Please transcribe every record below exactly as it appears.
•••
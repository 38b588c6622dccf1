use crate::core::{ExportSummary, Pipeline};
use crate::utils::error::Result;
use crate::utils::monitor::SystemMonitor;

pub struct EtlEngine<P: Pipeline> {
    pipeline: P,
    monitor: SystemMonitor,
}

impl<P: Pipeline> EtlEngine<P> {
    pub fn new(pipeline: P) -> Self {
        Self::new_with_monitoring(pipeline, false)
    }

    pub fn new_with_monitoring(pipeline: P, monitor_enabled: bool) -> Self {
        Self {
            pipeline,
            monitor: SystemMonitor::new(monitor_enabled),
        }
    }

    /// 依序執行 extract → transform → load；任何階段失敗都直接回傳，不寫出任何檔案
    pub async fn run(&self) -> Result<ExportSummary> {
        tracing::info!("🚀 Starting price export");
        self.monitor.log_stats("Start");

        // Extract
        let extracted = self.pipeline.extract().await?;
        tracing::info!(
            "📥 Extracted {} listing(s) from {} page(s)",
            extracted.fragments.len(),
            extracted.pages_visited
        );
        self.monitor.log_stats("Extract");

        // Transform
        let transformed = self.pipeline.transform(extracted.fragments).await?;
        tracing::info!("🔄 Parsed {} price row(s)", transformed.rows.len());
        if transformed.skipped > 0 {
            tracing::warn!("⚠️ Skipped {} malformed listing(s)", transformed.skipped);
        }
        self.monitor.log_stats("Transform");

        // Load
        let destination = self.pipeline.load(&transformed).await?;
        tracing::info!("💾 Wrote {} row(s) to {}", transformed.rows.len(), destination);
        self.monitor.log_final_stats();

        Ok(ExportSummary {
            destination,
            pages_visited: extracted.pages_visited,
            rows_written: transformed.rows.len(),
            rows_skipped: transformed.skipped,
        })
    }
}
•••
Response to the exercise.
repository 38b588c6622dccf1
use crate::core::{ExportSummary, Pipeline};
use crate::utils::error::Result;
use crate::utils::monitor::SystemMonitor;

pub struct EtlEngine<P: Pipeline> {
    pipeline: P,
    monitor: SystemMonitor,
}

impl<P: Pipeline> EtlEngine<P> {
    pub fn new(pipeline: P) -> Self {
        Self::new_with_monitoring(pipeline, false)
    }

    pub fn new_with_monitoring(pipeline: P, monitor_enabled: bool) -> Self {
        Self {
            pipeline,
            monitor: SystemMonitor::new(monitor_enabled),
        }
    }

    /// 依序執行 extract → transform → load；任何階段失敗都直接回傳，不寫出任何檔案
    pub async fn run(&self) -> Result<ExportSummary> {
        tracing::info!("🚀 Starting price export");
        self.monitor.log_stats("Start");

        // Extract
        let extracted = self.pipeline.extract().await?;
        tracing::info!(
            "📥 Extracted {} listing(s) from {} page(s)",
            extracted.fragments.len(),
            extracted.pages_visited
        );
        self.monitor.log_stats("Extract");

        // Transform
        let transformed = self.pipeline.transform(extracted.fragments).await?;
        tracing::info!("🔄 Parsed {} price row(s)", transformed.rows.len());
        if transformed.skipped > 0 {
            tracing::warn!("⚠️ Skipped {} malformed listing(s)", transformed.skipped);
        }
        self.monitor.log_stats("Transform");

        // Load
        let destination = self.pipeline.load(&transformed).await?;
        tracing::info!("💾 Wrote {} row(s) to {}", transformed.rows.len(), destination);
        self.monitor.log_final_stats();

        Ok(ExportSummary {
            destination,
            pages_visited: extracted.pages_visited,
            rows_written: transformed.rows.len(),
            rows_skipped: transformed.skipped,
        })
    }
}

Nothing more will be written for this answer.